Instructions for the task: In the entries below, count the lines that hold the string "FilePurpose" and state only that count.

Supplied entries:

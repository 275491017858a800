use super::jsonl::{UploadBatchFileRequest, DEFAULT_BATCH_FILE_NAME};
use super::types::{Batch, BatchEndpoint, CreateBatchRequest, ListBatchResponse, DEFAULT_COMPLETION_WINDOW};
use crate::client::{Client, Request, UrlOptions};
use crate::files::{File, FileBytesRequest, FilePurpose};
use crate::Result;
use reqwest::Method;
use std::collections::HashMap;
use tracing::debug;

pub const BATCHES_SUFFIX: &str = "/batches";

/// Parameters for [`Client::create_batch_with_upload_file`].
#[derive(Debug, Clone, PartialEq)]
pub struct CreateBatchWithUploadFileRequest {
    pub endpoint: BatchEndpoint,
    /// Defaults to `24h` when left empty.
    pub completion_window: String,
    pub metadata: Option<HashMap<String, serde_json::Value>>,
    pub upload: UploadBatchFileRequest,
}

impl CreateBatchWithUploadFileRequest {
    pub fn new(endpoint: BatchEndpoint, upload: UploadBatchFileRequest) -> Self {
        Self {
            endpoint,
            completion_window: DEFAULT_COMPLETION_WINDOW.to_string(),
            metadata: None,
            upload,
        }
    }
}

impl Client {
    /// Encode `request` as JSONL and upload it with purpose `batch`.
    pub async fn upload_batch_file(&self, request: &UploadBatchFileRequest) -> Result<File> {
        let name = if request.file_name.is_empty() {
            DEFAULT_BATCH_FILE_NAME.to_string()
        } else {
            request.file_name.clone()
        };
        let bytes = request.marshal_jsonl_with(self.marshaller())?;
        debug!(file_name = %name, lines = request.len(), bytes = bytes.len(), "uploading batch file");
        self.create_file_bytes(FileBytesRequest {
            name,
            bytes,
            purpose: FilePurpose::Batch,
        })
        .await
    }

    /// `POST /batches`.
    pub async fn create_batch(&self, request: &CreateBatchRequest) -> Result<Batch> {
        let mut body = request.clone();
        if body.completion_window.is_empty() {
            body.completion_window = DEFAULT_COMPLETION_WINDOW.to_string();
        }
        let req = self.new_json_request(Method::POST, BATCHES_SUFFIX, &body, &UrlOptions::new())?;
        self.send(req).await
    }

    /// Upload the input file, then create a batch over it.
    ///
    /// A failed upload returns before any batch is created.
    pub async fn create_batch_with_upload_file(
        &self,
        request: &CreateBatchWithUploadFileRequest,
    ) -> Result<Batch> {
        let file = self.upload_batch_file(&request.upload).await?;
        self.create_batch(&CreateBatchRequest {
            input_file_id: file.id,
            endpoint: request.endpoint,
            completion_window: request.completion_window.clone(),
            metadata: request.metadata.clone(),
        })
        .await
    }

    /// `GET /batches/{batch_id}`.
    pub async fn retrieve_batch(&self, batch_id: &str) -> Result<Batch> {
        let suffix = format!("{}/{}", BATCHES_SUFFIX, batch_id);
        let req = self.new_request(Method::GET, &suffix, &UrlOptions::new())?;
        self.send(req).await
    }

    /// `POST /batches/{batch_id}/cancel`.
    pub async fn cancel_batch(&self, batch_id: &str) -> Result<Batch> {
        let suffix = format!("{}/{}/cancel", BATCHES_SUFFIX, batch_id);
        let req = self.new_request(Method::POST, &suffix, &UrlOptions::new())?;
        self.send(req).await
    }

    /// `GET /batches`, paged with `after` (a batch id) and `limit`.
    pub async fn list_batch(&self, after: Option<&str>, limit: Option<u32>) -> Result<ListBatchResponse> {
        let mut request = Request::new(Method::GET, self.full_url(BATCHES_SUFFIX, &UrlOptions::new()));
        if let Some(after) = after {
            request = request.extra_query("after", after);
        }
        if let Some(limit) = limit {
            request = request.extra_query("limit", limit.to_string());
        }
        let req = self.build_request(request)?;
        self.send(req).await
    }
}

Solution to this task: 2